Electronic interventions for changing knowledge, attitudes or practices regarding contraception: a systematic review.

Autor: Dewart CM; The Ohio State University, College of Public Health, Division of Epidemiology, Columbus, OH, 43210, USA. Electronic address: dewart.5@buckeyemail.osu.edu., Serpico J; The Ohio State University, College of Public Health, Division of Epidemiology, Columbus, OH, 43210, USA., Steiner MJ; Contraceptive Technology Innovation Division, FHI 360, 359 Blackwell Street, Durham, NC 27701, USA., Gallo MF; The Ohio State University, College of Public Health, Division of Epidemiology, Columbus, OH, 43210, USA.
Jazyk: angličtina
Zdroj: Contraception [Contraception] 2019 Jul; Vol. 100 (1), pp. 10-25. Date of Electronic Publication: 2019 Apr 16.

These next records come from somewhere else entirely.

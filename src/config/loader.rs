//! Configuration loading

use std::fs;
use std::io::Write;
use std::path::{Path, PathBuf};

use crate::error::{ProvisionError, ProvisionResult};

use super::env_validator::{closest, parse_flag, EnvVarValidator};
use super::types::{AnimationMode, ColorMode, Config};

/// Non-fatal configuration warning surfaced to CLI users.
#[derive(Debug, Clone, PartialEq, Eq)]
pub struct ConfigWarning {
    pub key: String,
    pub file: PathBuf,
    pub line: Option<usize>,
    pub suggestion: Option<String>,
}

/// Load configuration and collect non-fatal warnings (e.g. unknown keys).
pub fn load_with_warnings(path: &Path) -> ProvisionResult<(Config, Vec<ConfigWarning>)> {
    let content = fs::read_to_string(path)?;

    let mut unknown_paths: Vec<String> = Vec::new();
    let deserializer = toml::de::Deserializer::new(&content);

    let config: Config = serde_ignored::deserialize(deserializer, |p| {
        unknown_paths.push(p.to_string());
    })
    .map_err(|e| ProvisionError::ConfigFile {
        file: path.to_path_buf(),
        message: e.to_string(),
    })?;

    let warnings = unknown_paths
        .into_iter()
        .map(|path_str| {
            let key = path_str
                .split('.')
                .next_back()
                .unwrap_or(path_str.as_str())
                .to_string();
            ConfigWarning {
                key: key.clone(),
                file: path.to_path_buf(),
                line: find_line_number(&content, &key),
                suggestion: suggest_key(&key),
            }
        })
        .collect();

    Ok((config, warnings))
}

/// Default config location: `<config dir>/leechup/config.toml`
pub fn default_config_path() -> Option<PathBuf> {
    dirs::config_dir().map(|dir| dir.join("leechup").join("config.toml"))
}

/// Load the explicit config file, or the default one if it exists, or defaults.
///
/// An explicitly named file must exist. Environment overrides are applied on top.
pub fn resolve(explicit: Option<&Path>) -> ProvisionResult<(Config, Vec<ConfigWarning>)> {
    let (config, warnings) = match explicit {
        Some(path) => load_with_warnings(path)?,
        None => match default_config_path() {
            Some(path) if path.exists() => load_with_warnings(&path)?,
            _ => (Config::default(), Vec::new()),
        },
    };
    Ok((with_env_overrides(config), warnings))
}

/// Apply environment variable overrides (LEECHUP_* prefix)
pub fn with_env_overrides(config: Config) -> Config {
    with_env_overrides_from(config, |key| std::env::var(key).ok(), &mut std::io::stderr())
}

/// Apply overrides read through `get_env`, writing warnings for invalid values to `warn`.
pub fn with_env_overrides_from<W: Write>(
    mut config: Config,
    get_env: impl Fn(&str) -> Option<String>,
    warn: &mut W,
) -> Config {
    let int_var = |name: &str, current: i64, warn: &mut W| match get_env(name) {
        Some(raw) => EnvVarValidator::integer(name).parse_with_writer(
            raw.trim(),
            |v| v.parse::<i64>().ok(),
            current,
            warn,
        ),
        None => current,
    };

    config.credentials.api_id = int_var("LEECHUP_API_ID", config.credentials.api_id, warn);
    config.credentials.user_id = int_var("LEECHUP_USER_ID", config.credentials.user_id, warn);
    config.credentials.dump_id = int_var("LEECHUP_DUMP_ID", config.credentials.dump_id, warn);

    if let Some(hash) = get_env("LEECHUP_API_HASH") {
        config.credentials.api_hash = hash;
    }
    if let Some(token) = get_env("LEECHUP_BOT_TOKEN") {
        config.credentials.bot_token = token;
    }

    if let Some(dir) = get_env("LEECHUP_CONTENT_DIR") {
        config.paths.content_dir = PathBuf::from(dir);
    }
    if let Some(url) = get_env("LEECHUP_REPO_URL") {
        config.pipeline.repo_url = url;
    }

    if let Some(raw) = get_env("LEECHUP_STRICT_VERIFY") {
        config.pipeline.strict_verify = EnvVarValidator::new(
            "LEECHUP_STRICT_VERIFY",
            &["true", "false", "1", "0", "yes", "no", "on", "off"],
        )
        .parse_with_writer(&raw, parse_flag, config.pipeline.strict_verify, warn);
    }

    if let Some(raw) = get_env("LEECHUP_COLOR") {
        config.output.color = EnvVarValidator::new("LEECHUP_COLOR", &["auto", "always", "never"])
            .parse_with_writer(
                &raw,
                |v| match v.trim().to_lowercase().as_str() {
                    "auto" => Some(ColorMode::Auto),
                    "always" => Some(ColorMode::Always),
                    "never" => Some(ColorMode::Never),
                    _ => None,
                },
                config.output.color,
                warn,
            );
    }

    if let Some(raw) = get_env("LEECHUP_ANIMATION") {
        config.output.animation =
            EnvVarValidator::new("LEECHUP_ANIMATION", &["auto", "always", "never"])
                .parse_with_writer(
                    &raw,
                    |v| match v.trim().to_lowercase().as_str() {
                        "auto" => Some(AnimationMode::Auto),
                        "always" => Some(AnimationMode::Always),
                        "never" => Some(AnimationMode::Never),
                        _ => None,
                    },
                    config.output.animation,
                    warn,
                );
    }

    config
}

fn find_line_number(content: &str, needle: &str) -> Option<usize> {
    content
        .lines()
        .position(|line| line.contains(needle))
        .map(|i| i + 1)
}

fn suggest_key(unknown: &str) -> Option<String> {
    const CANDIDATES: &[&str] = &[
        "credentials",
        "api_id",
        "api_hash",
        "bot_token",
        "user_id",
        "dump_id",
        "paths",
        "content_dir",
        "install_dir",
        "sample_data_dir",
        "session_file",
        "credentials_file",
        "pipeline",
        "repo_url",
        "system_packages",
        "step_timeout_secs",
        "strict_verify",
        "python",
        "bot_module",
        "output",
        "color",
        "animation",
        "unicode",
    ];

    closest(unknown, CANDIDATES).map(str::to_string)
}
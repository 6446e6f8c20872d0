//! Bot credentials
//!
//! The five values the leech bot reads from `credentials.json`. Built once at
//! startup and passed by reference; the only transformation ever applied is the
//! dump chat id normalization performed by [`Credentials::new`].

use serde::{Deserialize, Serialize};

use crate::error::{ProvisionError, ProvisionResult};

/// Offset that turns a bare channel id into its `-100…` supergroup form.
const SUPERGROUP_OFFSET: i64 = 1_000_000_000_000;

/// Number of digits in a bare channel id.
const BARE_CHANNEL_ID_DIGITS: usize = 10;

/// Credentials persisted for the bot.
///
/// Field order matches the key order of the written JSON file.
#[derive(Debug, Clone, PartialEq, Eq, Serialize, Deserialize)]
pub struct Credentials {
    #[serde(rename = "API_ID")]
    pub api_id: i64,
    #[serde(rename = "API_HASH")]
    pub api_hash: String,
    #[serde(rename = "BOT_TOKEN")]
    pub bot_token: String,
    #[serde(rename = "USER_ID")]
    pub user_id: i64,
    #[serde(rename = "DUMP_ID")]
    pub dump_id: i64,
}

impl Credentials {
    /// Build credentials, normalizing `dump_id` to the supergroup convention.
    pub fn new(
        api_id: i64,
        api_hash: impl Into<String>,
        bot_token: impl Into<String>,
        user_id: i64,
        dump_id: i64,
    ) -> Self {
        Self {
            api_id,
            api_hash: api_hash.into(),
            bot_token: bot_token.into(),
            user_id,
            dump_id: normalize_dump_id(dump_id),
        }
    }

    /// Names of required fields that are zero or blank, in declaration order.
    ///
    /// `DUMP_ID` is optional: the bot falls back to the owner chat without it.
    pub fn missing_fields(&self) -> Vec<&'static str> {
        let mut missing = Vec::new();
        if self.api_id == 0 {
            missing.push("API_ID");
        }
        if self.api_hash.trim().is_empty() {
            missing.push("API_HASH");
        }
        if self.bot_token.trim().is_empty() {
            missing.push("BOT_TOKEN");
        }
        if self.user_id == 0 {
            missing.push("USER_ID");
        }
        missing
    }

    /// Fail with [`ProvisionError::MissingCredentials`] if any required field is unset.
    pub fn validate(&self) -> ProvisionResult<()> {
        let fields = self.missing_fields();
        if fields.is_empty() {
            Ok(())
        } else {
            Err(ProvisionError::MissingCredentials { fields })
        }
    }
}

/// Rewrite a bare ten-digit channel id as `-100<id>`.
///
/// Any other value, including an id that already carries the `-100` prefix
/// (which is negative and therefore never all digits), is returned unchanged.
pub fn normalize_dump_id(dump_id: i64) -> i64 {
    let repr = dump_id.to_string();
    if repr.len() == BARE_CHANNEL_ID_DIGITS && repr.bytes().all(|b| b.is_ascii_digit()) {
        return -(SUPERGROUP_OFFSET + dump_id);
    }
    dump_id
}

DOI: 10.1016/j.contraception.2019.04.004
Abstrakt: Objectives: We conducted a systematic review of the effectiveness of electronic health education tools designed to improve knowledge, attitudes or practices related to contraception.
Methods: Eligible studies consisted of English-language reports published after 1990 that quantified the effects of an electronic intervention on any of the following outcomes: contraceptive knowledge, attitude toward contraceptives, contraceptive method choice, contraceptive use or pregnancy. We conducted a systematic search of multiple electronic databases including MEDLINE, Global Health, Academic Search Complete, Cochrane Library and Grey Literature Report. We followed Preferred Reporting Items for Systematic Reviews and Meta-Analyses guidelines for reporting.
Results: Of 143 full-text reports assessed for eligibility, 13 studies described in 16 reports were eligible for inclusion. Of six studies that evaluated video interventions, all were randomized controlled trials, and four reported any statistically significant difference between intervention groups on knowledge, method choice or pregnancy. Of seven studies of interactive computer applications, five were randomized controlled trials, and two were nonrandomized comparison studies. Four of these seven studies found statistically significant difference between study arms in contraceptive knowledge, attitudes or contraceptive use. While most differences favored the intervention, effects were generally limited with respect to clinical relevance and the number of outcomes impacted.
Conclusions: Published assessments of electronic interventions for improving contraception-related outcomes are limited. Formal evaluations of interventions and publication of results are needed to determine the efficacy of electronic tools for contraceptive education and guide development of new interventions.